Frequently, a group of us (which included my mentor Carolyn Hom, formerly of the Los Angeles Times) attended benefit events at the Beverly Wilshire Hotel, the Beverly Plaza Hotel, and occasionally the Beverly Hills Hotel to spread the word about The Autry.
When I left one event for a bathroom break, I met Clint Eastwood after I returned to the wrong ballroom. I stood in the back, listening to Ted Danson on stage as he presented an award to now-gone Christopher Reeves for the American Oceans Campaign, and felt a towering presence next to me, so I looked up to see Clint standing close next to me, staring intently ahead. I had been trained not to gawk or fawn over celebrities by that time, since I worked for the famous singing cowboy Gene Autry.
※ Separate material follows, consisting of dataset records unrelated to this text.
//! Deadline-bounded retry loop.
//!
//! The budget is wall-clock time, not an attempt count: the authority's
//! interesting failures are DNS propagation races whose duration the
//! controller cannot predict. Cancellation is the deadline itself; there
//! is no separate signal.

use std::future::Future;
use std::time::Duration;

use tokio::time::Instant;

use siteverify_provider::ProviderError;

/// 初始退避间隔（毫秒）
const INITIAL_BACKOFF_MS: u64 = 500;
/// 退避间隔上限（秒）
const MAX_BACKOFF_SECS: u64 = 30;

/// Terminal outcome of a retry loop.
#[derive(Debug)]
pub(crate) enum RetryError {
    /// The budget elapsed; carries the last error seen and the elapsed time.
    Expired {
        last_error: ProviderError,
        elapsed: Duration,
    },
    /// A non-retryable error aborted the loop immediately.
    Fatal(ProviderError),
}

/// Retry `op` until it succeeds, a non-retryable error occurs, or `budget`
/// elapses.
///
/// Backoff is exponential (500 ms doubling, capped at 30 s) and the final
/// sleep is clipped so the loop re-checks the deadline rather than
/// overshooting it. Every failed attempt is logged.
pub(crate) async fn retry_until_deadline<T, F, Fut>(
    budget: Duration,
    what: &str,
    retryable: impl Fn(&ProviderError) -> bool,
    mut op: F,
) -> Result<T, RetryError>
where
    F: FnMut() -> Fut,
    Fut: Future<Output = Result<T, ProviderError>>,
{
    let started = Instant::now();
    let mut attempt: u32 = 0;

    loop {
        match op().await {
            Ok(value) => return Ok(value),
            Err(e) if retryable(&e) => {
                let elapsed = started.elapsed();
                if elapsed >= budget {
                    return Err(RetryError::Expired {
                        last_error: e,
                        elapsed,
                    });
                }
                let delay = backoff_delay(attempt).min(budget - elapsed);
                log::warn!(
                    "{} failed (attempt {}, {:.0?} elapsed), retrying in {:.1}s: {}",
                    what,
                    attempt + 1,
                    elapsed,
                    delay.as_secs_f32(),
                    e
                );
                tokio::time::sleep(delay).await;
                attempt += 1;
            }
            Err(e) => return Err(RetryError::Fatal(e)),
        }
    }
}

/// Calculate exponential backoff delay
///
/// Backoff strategy: 500ms, 1s, 2s, 4s, ...
/// Maximum delay limit is 30 seconds
fn backoff_delay(attempt: u32) -> Duration {
    let capped_attempt = attempt.min(20); // Prevent 2^attempt from overflowing
    let delay_ms = INITIAL_BACKOFF_MS.saturating_mul(1_u64 << capped_attempt);
    Duration::from_millis(delay_ms.min(MAX_BACKOFF_SECS * 1000))
}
Still, I couldn’t not quietly ask if I could shake his hand as my father was a huge fan, and I got a positive response to my request.
When attending the 38th Annual GRAMMY Awards after-party in 1996 at the historic Ambassador Hotel, I met and hung out with the newly awarded “Best New Artist” Hootie and the Blowfish band – they were just in awe as I was with the people-watching bonanza, seeing just about every major musician at the time. This event all pre-dated the existence of cell phones, so none of us took photos (though I am sure Scott Downie of Celebrity Photo Agency has a treasure trove of great images – he was on the red carpet at just about every event I attended in Beverly Hills during that time).
After my divorce, the passing of founder Gene Autry and my leaving his namesake museum, and what I thought would be a longer time living in Paris, I took a new position to start a sponsorship and marketing program to support the Los Angeles Public Library through the Library Foundation of Los Angeles.
My first project was an exhibition called Art. Rage. Us.: Art and Writing by Women with Breast Cancer and it was one of those “damned if you do, damned if you don’t” situations where I was asked to raise $50,000 in two weeks to support its presentation. Well, I did, but of course, it made it challenging (yet oddly exciting) for me as it led to an expectation that large sums of money could be pulled out of a hat, so to speak, with little lead time and other needs.
In any event, I loved my time working on exhibitions in the Getty Gallery and the First Floor Galleries at the Central Library. What I loved most about my marketing work there was that it created unexpected art experiences for traditional library users and enticed former library users to return on purposeful visits to see museum-quality exhibitions.
It was because of a large multi-million-dollar grant that I helped secure to bring the Emancipation Proclamation and other important documents from the National Archives to Los Angeles that I was able to stay on and handle this historic project while I built my then-sideline business into a full-time firm as CauseConnect in 2003. In the proposal for “American Originals: Treasures from the National Archives” was a two-year contracted position for a person to manage this citywide project, so I made a case for my taking on this role, and later taking on a few other clients and projects – including “The Chicano Collection / La Colección Chicana” with Cheech Marin and artist Richard S. Duardo.
Since then, I have never looked back.